- 15 May 2013
- Sources: Primary
- Categories: Aga Khan Award for Architecture (AKAA) ·· Aga Khan IV ·· Aga Khan Trust for Culture (AKTC) ·· Audio/Video ·· China ·· Development Strategies ·· Editor's Choice ·· Enabling Environments ·· Individual Enterprise & Entrepreneurship ·· Invited ·· Islam (Culture & Heritage) ·· Partnerships & Collaboration ·· Pluralism ·· Poverty, Access, Opportunity & Equity ·· Published ·· Regional Focus ·· Speeches
For all of these journeys [of cultural projects], the development process has been long and complex, but filled with stimulating lessons. Let me briefly summarise five of them.
First, these cultural projects depend upon an ethic of partnership. This means that traditional separations between public and private domains must be set aside. The concept of public-private partnership is an essential keystone for effective cultural development. The role of governments, including municipalities, is fundamental in providing what we often term “an enabling environment” for development. But the public sector cannot do this work alone…. I have one more comment to make about partnerships. It is absolutely essential that effective partnerships are maintained throughout the life of a project, including the post-completion period….

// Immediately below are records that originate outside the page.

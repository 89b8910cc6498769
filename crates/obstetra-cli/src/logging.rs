//! Logging infrastructure using `tracing` and `tracing-subscriber`.
//!
//! # Log Levels
//!
//! - `error`: fatal failures
//! - `warn`: per-record validation issues
//! - `info`: batch progress, summary counts
//! - `debug`/`trace`: detailed processing information
//!
//! Patient identifiers and field values are redacted from log output
//! unless `--log-data` is passed explicitly.

use std::fs::OpenOptions;
use std::io::{self, Write};
use std::path::PathBuf;
use std::sync::atomic::{AtomicBool, Ordering};
use std::sync::{Arc, Mutex};

use tracing::level_filters::LevelFilter;
use tracing_subscriber::{
    EnvFilter,
    fmt::{self, MakeWriter},
    layer::SubscriberExt,
    util::SubscriberInitExt,
};

static LOG_DATA_ENABLED: AtomicBool = AtomicBool::new(false);

/// Placeholder used when record-level logging is disabled.
pub const REDACTED_VALUE: &str = "[REDACTED]";

/// Returns true if record-level logging is explicitly enabled.
pub fn log_data_enabled() -> bool {
    LOG_DATA_ENABLED.load(Ordering::Relaxed)
}

/// Returns the input value when PHI logging is enabled, otherwise a
/// redacted token.
pub fn redact_value(value: &str) -> &str {
    if log_data_enabled() { value } else { REDACTED_VALUE }
}

/// Log output format.
#[derive(Debug, Clone, Copy, Default, PartialEq, Eq)]
pub enum LogFormat {
    /// Human-readable format with colors.
    #[default]
    Pretty,
    /// Compact single-line format.
    Compact,
    /// JSON format for machine parsing.
    Json,
}

/// Configuration for logging behavior.
#[derive(Debug, Clone)]
pub struct LogConfig {
    /// Maximum level to emit.
    pub level_filter: LevelFilter,
    /// Let `RUST_LOG` override the configured level when set.
    pub use_env_filter: bool,
    /// Whether to include timestamps in log output.
    pub with_timestamps: bool,
    /// Whether to include target (module path) in log output.
    pub with_target: bool,
    /// Whether to use ANSI colors in output.
    pub with_ansi: bool,
    /// Output format.
    pub format: LogFormat,
    /// Optional log file path. When set, logs are written to the file.
    pub log_file: Option<PathBuf>,
    /// Whether record-level (PHI) values may be logged.
    pub log_data: bool,
}

impl Default for LogConfig {
    fn default() -> Self {
        Self {
            level_filter: LevelFilter::INFO,
            use_env_filter: true,
            with_timestamps: false,
            with_target: false,
            with_ansi: true,
            format: LogFormat::default(),
            log_file: None,
            log_data: false,
        }
    }
}

/// Initialize the global tracing subscriber with the given configuration.
///
/// This should be called once at application startup.
///
/// # Errors
///
/// Returns an error if the log file cannot be opened.
///
/// # Panics
///
/// Panics if called more than once.
pub fn init_logging(config: &LogConfig) -> io::Result<()> {
    if let Some(path) = &config.log_file {
        let file = OpenOptions::new().create(true).append(true).open(path)?;
        init_logging_with_writer(config, SharedFileWriter::new(file));
    } else {
        init_logging_with_writer(config, io::stderr);
    }
    Ok(())
}

/// Initialize logging with a custom writer (useful for testing).
pub fn init_logging_with_writer<W>(config: &LogConfig, writer: W)
where
    W: for<'writer> MakeWriter<'writer> + Send + Sync + 'static,
{
    LOG_DATA_ENABLED.store(config.log_data, Ordering::Release);
    let filter = build_env_filter(config);

    match config.format {
        LogFormat::Json => {
            let layer = fmt::layer()
                .json()
                .with_writer(writer)
                .with_target(config.with_target);

            tracing_subscriber::registry()
                .with(filter)
                .with(layer)
                .init();
        }
        LogFormat::Compact => {
            let layer = fmt::layer()
                .compact()
                .with_writer(writer)
                .with_ansi(config.with_ansi)
                .with_target(config.with_target);

            if config.with_timestamps {
                tracing_subscriber::registry()
                    .with(filter)
                    .with(layer)
                    .init();
            } else {
                tracing_subscriber::registry()
                    .with(filter)
                    .with(layer.without_time())
                    .init();
            }
        }
        LogFormat::Pretty => {
            let layer = fmt::layer()
                .with_writer(writer)
                .with_ansi(config.with_ansi)
                .with_target(config.with_target);

            if config.with_timestamps {
                tracing_subscriber::registry()
                    .with(filter)
                    .with(layer)
                    .init();
            } else {
                tracing_subscriber::registry()
                    .with(filter)
                    .with(layer.without_time())
                    .init();
            }
        }
    }
}

#[derive(Clone)]
struct SharedFileWriter {
    file: Arc<Mutex<std::fs::File>>,
}

impl SharedFileWriter {
    fn new(file: std::fs::File) -> Self {
        Self {
            file: Arc::new(Mutex::new(file)),
        }
    }
}

struct SharedFileGuard {
    file: Arc<Mutex<std::fs::File>>,
}

impl Write for SharedFileGuard {
    fn write(&mut self, buf: &[u8]) -> io::Result<usize> {
        let mut guard = self
            .file
            .lock()
            .map_err(|_| io::Error::other("log file lock poisoned"))?;
        guard.write(buf)
    }

    fn flush(&mut self) -> io::Result<()> {
        let mut guard = self
            .file
            .lock()
            .map_err(|_| io::Error::other("log file lock poisoned"))?;
        guard.flush()
    }
}

impl<'a> MakeWriter<'a> for SharedFileWriter {
    type Writer = SharedFileGuard;

    fn make_writer(&'a self) -> Self::Writer {
        SharedFileGuard {
            file: Arc::clone(&self.file),
        }
    }
}

/// Build an `EnvFilter` from the configured level.
///
/// External crates stay at warn level to reduce noise.
fn build_env_filter(config: &LogConfig) -> EnvFilter {
    let level = config.level_filter.to_string().to_lowercase();
    let default_directives = format!(
        "warn,obstetra_cli={level},obstetra_model={level},obstetra_validate={level}"
    );
    if config.use_env_filter {
        EnvFilter::try_from_default_env().unwrap_or_else(|_| EnvFilter::new(&default_directives))
    } else {
        EnvFilter::new(&default_directives)
    }
}
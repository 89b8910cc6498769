use thiserror::Error;

#[derive(Debug, Error)]
pub enum ModelError {
    #[error("unknown staff role: {0}")]
    UnknownRole(String),
    #[error("{0}")]
    Message(String),
}

pub type Result<T> = std::result::Result<T, ModelError>;
//! Numeric range validators for clinical measurements.
//!
//! Input arrives as text (form fields, CSV cells) and is parsed here;
//! anything that does not parse degrades to an invalid verdict rather
//! than an error. Bounds are inclusive.
//!
//! - age: 12-60 years
//! - blood pressure: systolic 60-220 mmHg, diastolic 40-140 mmHg,
//!   diastolic strictly below systolic
//! - glucemia: hard bounds 0-500 mg/dL, soft band 70-150 mg/dL
//! - weight: 30-200 kg
//! - gestational weeks: 1-42

use obstetra_model::{GlucemiaVerdict, Verdict};

fn parse_int(value: &str) -> Option<i64> {
    value.trim().parse::<i64>().ok()
}

fn parse_float(value: &str) -> Option<f64> {
    value.trim().parse::<f64>().ok().filter(|v| v.is_finite())
}

/// Validate a maternal age in years.
pub fn validate_age(value: &str) -> Verdict {
    let Some(age) = parse_int(value) else {
        return Verdict::fail("Age must be a number");
    };
    if age < 12 {
        return Verdict::fail("Minimum age is 12 years");
    }
    if age > 60 {
        return Verdict::fail("Maximum age is 60 years");
    }
    Verdict::pass("Valid age")
}

/// Validate a blood pressure pair.
///
/// Both readings must be in range and the diastolic reading must be
/// strictly below the systolic one.
pub fn validate_blood_pressure(systolic: &str, diastolic: &str) -> Verdict {
    let (Some(systolic), Some(diastolic)) = (parse_int(systolic), parse_int(diastolic)) else {
        return Verdict::fail("Blood pressure readings must be numbers");
    };
    if !(60..=220).contains(&systolic) {
        return Verdict::fail("Systolic pressure must be between 60-220 mmHg");
    }
    if !(40..=140).contains(&diastolic) {
        return Verdict::fail("Diastolic pressure must be between 40-140 mmHg");
    }
    if diastolic >= systolic {
        return Verdict::fail("Diastolic pressure must be lower than systolic");
    }
    Verdict::pass("Valid blood pressure")
}

/// Validate a capillary glucemia reading in mg/dL.
///
/// Readings outside 0-500 are invalid. Readings inside the hard bounds
/// but outside the 70-150 band are valid with `warning` set.
pub fn validate_glucemia(value: &str) -> GlucemiaVerdict {
    let Some(glucemia) = parse_float(value) else {
        return GlucemiaVerdict::fail("Glucemia must be a number");
    };
    if !(0.0..=500.0).contains(&glucemia) {
        return GlucemiaVerdict::fail("Glucemia out of range (0-500 mg/dL)");
    }
    if !(70.0..=150.0).contains(&glucemia) {
        return GlucemiaVerdict::atypical("Glucemia within accepted range");
    }
    GlucemiaVerdict::normal("Normal glucemia")
}

/// Validate a weight in kilograms.
pub fn validate_weight(value: &str) -> Verdict {
    let Some(weight) = parse_float(value) else {
        return Verdict::fail("Weight must be a number");
    };
    if !(30.0..=200.0).contains(&weight) {
        return Verdict::fail("Weight must be between 30-200 kg");
    }
    Verdict::pass("Valid weight")
}

/// Validate gestational weeks.
pub fn validate_gestational_weeks(value: &str) -> Verdict {
    let Some(weeks) = parse_int(value) else {
        return Verdict::fail("Gestational weeks must be a number");
    };
    if !(1..=42).contains(&weeks) {
        return Verdict::fail("Gestational weeks must be between 1-42");
    }
    Verdict::pass("Valid gestational weeks")
}

/// Generic inclusive range check, parameterized by field name for
/// message interpolation.
pub fn validate_range(value: &str, min: f64, max: f64, field_name: &str) -> Verdict {
    let Some(value) = parse_float(value) else {
        return Verdict::fail(format!("{field_name} must be a number"));
    };
    if value < min || value > max {
        return Verdict::fail(format!("{field_name} must be between {min}-{max}"));
    }
    Verdict::pass(format!("Valid {field_name}"))
}

#[cfg(test)]
mod tests {
    use super::*;

    #[test]
    fn age_boundaries() {
        assert!(!validate_age("11").valid);
        assert!(validate_age("12").valid);
        assert!(validate_age("60").valid);
        assert!(!validate_age("61").valid);
        assert!(!validate_age("twelve").valid);
        assert_eq!(validate_age("x").message, "Age must be a number");
    }

    #[test]
    fn blood_pressure_pair_rules() {
        assert!(validate_blood_pressure("120", "80").valid);
        // Diastolic >= systolic is a cross-field failure even when both
        // readings are individually in range.
        let swapped = validate_blood_pressure("80", "120").message;
        assert!(swapped.contains("lower than systolic"));
        assert!(!validate_blood_pressure("59", "40").valid);
        assert!(!validate_blood_pressure("120", "141").valid);
        assert!(!validate_blood_pressure("", "80").valid);
    }

    #[test]
    fn glucemia_soft_warning_band() {
        let normal = validate_glucemia("100");
        assert!(normal.valid && !normal.warning);

        let high = validate_glucemia("160");
        assert!(high.valid && high.warning);

        let low = validate_glucemia("60");
        assert!(low.valid && low.warning);

        let out = validate_glucemia("600");
        assert!(!out.valid && !out.warning);

        let not_a_number = validate_glucemia("high");
        assert!(!not_a_number.valid);
    }

    #[test]
    fn glucemia_rejects_non_finite_input() {
        assert!(!validate_glucemia("NaN").valid);
        assert!(!validate_glucemia("inf").valid);
    }

    #[test]
    fn weight_bounds() {
        assert!(validate_weight("65.5").valid);
        assert!(validate_weight("30").valid);
        assert!(validate_weight("200").valid);
        assert!(!validate_weight("29.9").valid);
        assert!(!validate_weight("201").valid);
        assert!(!validate_weight("heavy").valid);
    }

    #[test]
    fn gestational_weeks_bounds() {
        assert!(validate_gestational_weeks("1").valid);
        assert!(validate_gestational_weeks("42").valid);
        assert!(!validate_gestational_weeks("0").valid);
        assert!(!validate_gestational_weeks("43").valid);
        assert!(!validate_gestational_weeks("12.5").valid);
    }

    #[test]
    fn generic_range_interpolates_field_name() {
        let verdict = validate_range("250", 40.0, 200.0, "Heart rate");
        assert!(!verdict.valid);
        assert_eq!(verdict.message, "Heart rate must be between 40-200");

        assert!(validate_range("72", 40.0, 200.0, "Heart rate").valid);
        assert_eq!(
            validate_range("fast", 40.0, 200.0, "Heart rate").message,
            "Heart rate must be a number"
        );
    }
}
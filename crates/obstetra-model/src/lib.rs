pub mod error;
pub mod record;
pub mod report;
pub mod roles;
pub mod verdict;

pub use error::{ModelError, Result};
pub use record::{PatientIntake, PrenatalControl, StaffProfile};
pub use report::{FieldIssue, IssueSeverity, RecordReport};
pub use roles::{ClinicalAction, StaffRole};
pub use verdict::{GlucemiaVerdict, Verdict};

#[cfg(test)]
mod tests {
    use super::*;

    #[test]
    fn record_report_counts() {
        let report = RecordReport {
            record_id: "123456785".to_string(),
            issues: vec![
                FieldIssue::error("age", "Age must be a number"),
                FieldIssue::warning("glucemia", "Glucemia within accepted range"),
            ],
        };
        assert_eq!(report.error_count(), 1);
        assert_eq!(report.warning_count(), 1);
        assert!(report.has_errors());
    }

    #[test]
    fn report_serializes() {
        let report = RecordReport {
            record_id: "123456785".to_string(),
            issues: vec![FieldIssue::error("rut", "Incorrect check digit")],
        };
        let json = serde_json::to_string(&report).expect("serialize report");
        assert!(json.contains("\"record\":\"123456785\""));
        assert!(json.contains("\"severity\":\"error\""));
        let round: RecordReport = serde_json::from_str(&json).expect("deserialize report");
        assert_eq!(round.record_id, "123456785");
        assert_eq!(round.issues.len(), 1);
    }

    #[test]
    fn intake_deserializes_with_missing_optionals() {
        let json = r#"{
            "rut": "12.345.678-5",
            "first_name": "Maria",
            "paternal_surname": "Gonzalez",
            "maternal_surname": "Rojas",
            "age": "29"
        }"#;
        let intake: PatientIntake = serde_json::from_str(json).expect("deserialize intake");
        assert_eq!(intake.phone, None);
        assert_eq!(intake.email, None);
        assert_eq!(intake.age, "29");
    }
}
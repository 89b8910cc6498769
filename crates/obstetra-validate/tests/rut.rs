//! Integration tests for RUT validation and formatting.

use obstetra_validate::{format_rut, normalize_rut, validate_rut};
use proptest::prelude::*;

const CHECK_CANDIDATES: &str = "0123456789K";

#[test]
fn known_checksum_examples() {
    assert!(validate_rut("12.345.678-5").valid);

    let wrong = validate_rut("12.345.678-9");
    assert!(!wrong.valid);
    assert!(wrong.message.contains("check digit"));
}

#[test]
fn validation_is_idempotent() {
    for raw in ["12.345.678-5", "12.345.678-9", "garbage", ""] {
        assert_eq!(validate_rut(raw), validate_rut(raw));
    }
}

proptest! {
    /// For every 7-8 digit number exactly one of the eleven candidate
    /// check characters yields a valid RUT.
    #[test]
    fn exactly_one_check_character_validates(number in 1_000_000u32..=99_999_999) {
        let valid: Vec<char> = CHECK_CANDIDATES
            .chars()
            .filter(|ch| validate_rut(&format!("{number}{ch}")).valid)
            .collect();
        prop_assert_eq!(valid.len(), 1, "number {} had valid set {:?}", number, valid);
    }

    /// Formatting is stable under separator normalization.
    #[test]
    fn format_is_stable_under_normalization(number in 1_000_000u32..=99_999_999) {
        for ch in CHECK_CANDIDATES.chars() {
            let raw = format!("{number}-{ch}");
            prop_assert_eq!(format_rut(&normalize_rut(&raw)), format_rut(&raw));
        }
    }

    /// The display form of a valid RUT still validates.
    #[test]
    fn formatting_preserves_validity(number in 1_000_000u32..=99_999_999) {
        for ch in CHECK_CANDIDATES.chars() {
            let bare = format!("{number}{ch}");
            if validate_rut(&bare).valid {
                let display = format_rut(&bare).expect("valid RUT is formattable");
                prop_assert!(validate_rut(&display).valid);
            }
        }
    }
}
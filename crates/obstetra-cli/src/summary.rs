use comfy_table::modifiers::UTF8_ROUND_CORNERS;
use comfy_table::presets::UTF8_FULL_CONDENSED;
use comfy_table::{Attribute, Cell, CellAlignment, Color, ContentArrangement, Table};

use obstetra_model::IssueSeverity;

use crate::types::BatchResult;

/// Print a per-record summary table for a validated batch, followed by
/// the individual issues.
pub fn print_summary(result: &BatchResult) {
    println!("Source: {}", result.source.display());
    if let Some(path) = &result.report_path {
        println!("Validation report: {}", path.display());
    }

    let mut table = Table::new();
    table.set_header(vec![
        header_cell("Row"),
        header_cell("Record"),
        header_cell("Errors"),
        header_cell("Warnings"),
    ]);
    apply_table_style(&mut table);
    align_column(&mut table, 0, CellAlignment::Right);
    align_column(&mut table, 2, CellAlignment::Right);
    align_column(&mut table, 3, CellAlignment::Right);

    let mut total_errors = 0usize;
    let mut total_warnings = 0usize;
    for (idx, report) in result.reports.iter().enumerate() {
        total_errors += report.error_count();
        total_warnings += report.warning_count();
        table.add_row(vec![
            Cell::new(idx + 1),
            record_cell(&report.record_id),
            count_cell(report.error_count(), Color::Red),
            count_cell(report.warning_count(), Color::Yellow),
        ]);
    }
    table.add_row(vec![
        Cell::new("TOTAL")
            .fg(Color::Cyan)
            .add_attribute(Attribute::Bold),
        Cell::new(format!("{} record(s)", result.reports.len())).add_attribute(Attribute::Bold),
        count_cell(total_errors, Color::Red),
        count_cell(total_warnings, Color::Yellow),
    ]);
    println!("{table}");

    for (idx, report) in result.reports.iter().enumerate() {
        for issue in &report.issues {
            let severity = match issue.severity {
                IssueSeverity::Error => "error",
                IssueSeverity::Warning => "warning",
            };
            println!(
                "row {}: [{severity}] {}: {}",
                idx + 1,
                issue.field,
                issue.message
            );
        }
    }
}

pub fn apply_table_style(table: &mut Table) {
    table
        .load_preset(UTF8_FULL_CONDENSED)
        .apply_modifier(UTF8_ROUND_CORNERS)
        .set_content_arrangement(ContentArrangement::Dynamic);
}

fn header_cell(label: &str) -> Cell {
    Cell::new(label)
        .fg(Color::Cyan)
        .add_attribute(Attribute::Bold)
}

fn record_cell(record_id: &str) -> Cell {
    if record_id.is_empty() {
        Cell::new("-").fg(Color::DarkGrey)
    } else {
        Cell::new(record_id)
    }
}

fn count_cell(count: usize, color: Color) -> Cell {
    if count > 0 {
        Cell::new(count).fg(color).add_attribute(Attribute::Bold)
    } else {
        Cell::new(count).fg(Color::DarkGrey)
    }
}

fn align_column(table: &mut Table, index: usize, alignment: CellAlignment) {
    if let Some(column) = table.column_mut(index) {
        column.set_cell_alignment(alignment);
    }
}
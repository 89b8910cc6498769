//! CLI argument definitions for the obstetra validator.

use std::path::PathBuf;

use clap::{Parser, Subcommand, ValueEnum};
use clap_verbosity_flag::{Verbosity, WarnLevel};
use colorchoice_clap::Color;

#[derive(Parser)]
#[command(
    name = "obstetra",
    version,
    about = "Obstetra - field validation for obstetric clinical records",
    long_about = "Validate obstetric clinical record fields.\n\n\
                  Checks Chilean RUT identifiers, clinical measurement ranges,\n\
                  and contact details, one value at a time or over CSV batches."
)]
pub struct Cli {
    #[command(subcommand)]
    pub command: Command,

    /// Adjust log verbosity (-v for debug, -vv for trace, -q for errors only).
    #[command(flatten)]
    pub verbosity: Verbosity<WarnLevel>,

    /// Control ANSI color output (auto, always, never).
    #[command(flatten)]
    pub color: Color,

    /// Explicit log level (overrides -v/-q flags).
    #[arg(long = "log-level", value_enum, global = true)]
    pub log_level: Option<LogLevelArg>,

    /// Log output format (pretty for human, json for machine parsing).
    #[arg(
        long = "log-format",
        value_enum,
        default_value = "pretty",
        global = true
    )]
    pub log_format: LogFormatArg,

    /// Write logs to a file instead of stderr.
    #[arg(long = "log-file", value_name = "PATH", global = true)]
    pub log_file: Option<PathBuf>,

    /// Allow patient identifiers in log output (redacted by default).
    #[arg(long = "log-data", global = true)]
    pub log_data: bool,
}

#[derive(Subcommand)]
pub enum Command {
    /// Validate a single field value.
    Check(CheckArgs),

    /// Validate a CSV file of patient intake rows.
    Intake(BatchArgs),

    /// Validate a CSV file of prenatal control rows.
    Controls(BatchArgs),

    /// List staff roles and the clinical actions they may perform.
    Roles,
}

#[derive(Parser)]
pub struct CheckArgs {
    /// Field kind to validate.
    #[arg(value_enum)]
    pub field: FieldArg,

    /// Value to validate (blood pressure takes two: systolic diastolic).
    #[arg(value_name = "VALUE", required = true, num_args = 1..=2)]
    pub values: Vec<String>,

    /// Print the normalized form on success (rut and phone only).
    #[arg(long = "normalize")]
    pub normalize: bool,
}

#[derive(Parser)]
pub struct BatchArgs {
    /// Path to the CSV file.
    #[arg(value_name = "CSV_FILE")]
    pub input: PathBuf,

    /// Write validation_report.json into this directory.
    #[arg(long = "report-dir", value_name = "DIR")]
    pub report_dir: Option<PathBuf>,

    /// Reference date for date checks, YYYY-MM-DD (default: today).
    #[arg(long = "as-of", value_name = "DATE")]
    pub as_of: Option<String>,
}

/// Field kinds accepted by `check`.
#[derive(Clone, Copy, ValueEnum)]
pub enum FieldArg {
    Rut,
    Age,
    Phone,
    Email,
    Pressure,
    Glucemia,
    Weight,
    Weeks,
    Description,
}

/// CLI log level choices.
#[derive(Clone, Copy, ValueEnum)]
pub enum LogLevelArg {
    Error,
    Warn,
    Info,
    Debug,
    Trace,
}

/// CLI log format choices.
#[derive(Clone, Copy, ValueEnum)]
pub enum LogFormatArg {
    Pretty,
    Compact,
    Json,
}
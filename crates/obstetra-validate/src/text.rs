//! Free-text and email validators.

use std::sync::LazyLock;

use regex::Regex;

use obstetra_model::Verdict;

/// Default length bounds for clinical descriptions.
pub const DESCRIPTION_MIN: usize = 5;
pub const DESCRIPTION_MAX: usize = 500;

static EMAIL_REGEX: LazyLock<Regex> = LazyLock::new(|| {
    Regex::new(r"^[a-zA-Z0-9._%+-]+@[a-zA-Z0-9.-]+\.[a-zA-Z]{2,}$")
        .expect("email regex must compile")
});

/// Validate a free-text description against length bounds.
///
/// The text is trimmed before counting; empty input is invalid
/// regardless of the bounds.
pub fn validate_description(text: &str, min: usize, max: usize) -> Verdict {
    let trimmed = text.trim();
    if trimmed.is_empty() {
        return Verdict::fail("Description is required");
    }
    let length = trimmed.chars().count();
    if length < min {
        return Verdict::fail(format!("Description must be at least {min} characters"));
    }
    if length > max {
        return Verdict::fail(format!("Description cannot exceed {max} characters"));
    }
    Verdict::pass("Valid description")
}

/// Validate an email address against the `local@domain.tld` shape.
pub fn validate_email(raw: &str) -> Verdict {
    if EMAIL_REGEX.is_match(raw) {
        return Verdict::pass("Valid email");
    }
    Verdict::fail("Invalid email")
}

#[cfg(test)]
mod tests {
    use super::*;

    #[test]
    fn description_trims_before_counting() {
        assert!(!validate_description("hi", DESCRIPTION_MIN, DESCRIPTION_MAX).valid);
        // Trims to exactly five characters.
        assert!(validate_description("  hello  ", DESCRIPTION_MIN, DESCRIPTION_MAX).valid);
        assert!(!validate_description("   ", DESCRIPTION_MIN, DESCRIPTION_MAX).valid);
        assert!(!validate_description("", DESCRIPTION_MIN, DESCRIPTION_MAX).valid);
    }

    #[test]
    fn description_respects_custom_bounds() {
        let long = "x".repeat(101);
        assert!(!validate_description(&long, 1, 100).valid);
        assert!(validate_description("x", 1, 100).valid);
    }

    #[test]
    fn email_shapes() {
        assert!(validate_email("maria.gonzalez@hospital.cl").valid);
        assert!(validate_email("a+b_c%d@sub.domain.org").valid);
        assert!(!validate_email("no-at-sign").valid);
        assert!(!validate_email("user@domain").valid);
        assert!(!validate_email("user@domain.c").valid);
        assert!(!validate_email("").valid);
    }
}
//! Swerve drive modifier
//!
//! Wheel offsets are given in the robot frame with +x forward and +y to the
//! left, so with the robot facing +x the front left wheel sits at
//! `(+d/2, +w/2)` from the centroid.

// ---------------------------------------------------------------------------
// IMPORTS
// ---------------------------------------------------------------------------

use nalgebra::{Point2, Rotation2, Vector2};

use super::{wheel_trajectory, Modifier, WheelSet};
use crate::profile::Trajectory;

// ---------------------------------------------------------------------------
// DATA STRUCTURES
// ---------------------------------------------------------------------------

/// Projects the centroid trajectory onto the four corner wheels of a swerve
/// chassis.
#[derive(Debug, Clone, Copy, PartialEq)]
pub struct SwerveModifier {
    /// Distance between the left and right wheels.
    pub wheel_base_w: f64,

    /// Distance between the front and back wheels.
    pub wheel_base_d: f64,
}

// ---------------------------------------------------------------------------
// IMPLEMENTATIONS
// ---------------------------------------------------------------------------

impl SwerveModifier {
    pub fn new(wheel_base_w: f64, wheel_base_d: f64) -> Self {
        Self {
            wheel_base_w,
            wheel_base_d,
        }
    }

    /// Robot frame offsets of the front left, front right, back left and back
    /// right wheels.
    pub fn wheel_offsets(&self) -> [Vector2<f64>; 4] {
        let half_w = 0.5 * self.wheel_base_w;
        let half_d = 0.5 * self.wheel_base_d;

        [
            Vector2::new(half_d, half_w),
            Vector2::new(half_d, -half_w),
            Vector2::new(-half_d, half_w),
            Vector2::new(-half_d, -half_w),
        ]
    }

    fn wheel_path(&self, source: &Trajectory, offset: &Vector2<f64>) -> Vec<(f64, f64, f64)> {
        let mut dist = 0.0;
        let mut prev: Option<Point2<f64>> = None;

        source
            .segments()
            .iter()
            .map(|seg| {
                let pos = Point2::new(seg.x, seg.y) + Rotation2::new(seg.heading) * offset;

                if let Some(p) = prev {
                    dist += (pos - p).norm();
                }
                prev = Some(pos);

                (pos.x, pos.y, dist)
            })
            .collect()
    }
}

impl Modifier for SwerveModifier {
    fn apply(&self, source: &Trajectory) -> WheelSet {
        let [fl, fr, bl, br] = self.wheel_offsets();

        WheelSet {
            front_left: wheel_trajectory(source, &self.wheel_path(source, &fl)),
            front_right: wheel_trajectory(source, &self.wheel_path(source, &fr)),
            back_left: Some(wheel_trajectory(source, &self.wheel_path(source, &bl))),
            back_right: Some(wheel_trajectory(source, &self.wheel_path(source, &br))),
        }
    }
}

This discussion leads me to a second conclusion: while cultural development often begins with physical legacies, planning must focus well beyond the cultural goals. We cannot somehow assume that a favourable social and economic impact will flow naturally as a by-product of cultural commitments. Issues relating to the quality of life must be considered from the beginning and monitored throughout the project’s life.
A third point in this list of lessons learned is that the engagement of the local community from the earliest stages is imperative for success. Cultural endeavours, in particular, involve risks that go beyond external, economic factors. Their progress can depend heavily on variable qualities of human nature, including the pride and confidence of the peoples involved….
There is a fourth point that is also special to historic restoration projects. That is the fact that we can never be sure just what we will encounter as the work of rediscovery moves along. There are many unknowns going in, and we must be ready for surprises….
Let me finally highlight a fifth lesson. Planning for such projects must anticipate how they will operate on a continuing basis after they are completed…. Up-front investment will be on everyone’s mind at the start. But our financial strategies should include eventual income streams that will sustain the project over the long run. One of the least happy outcomes for any cultural initiative is that it becomes a net drain on the local population.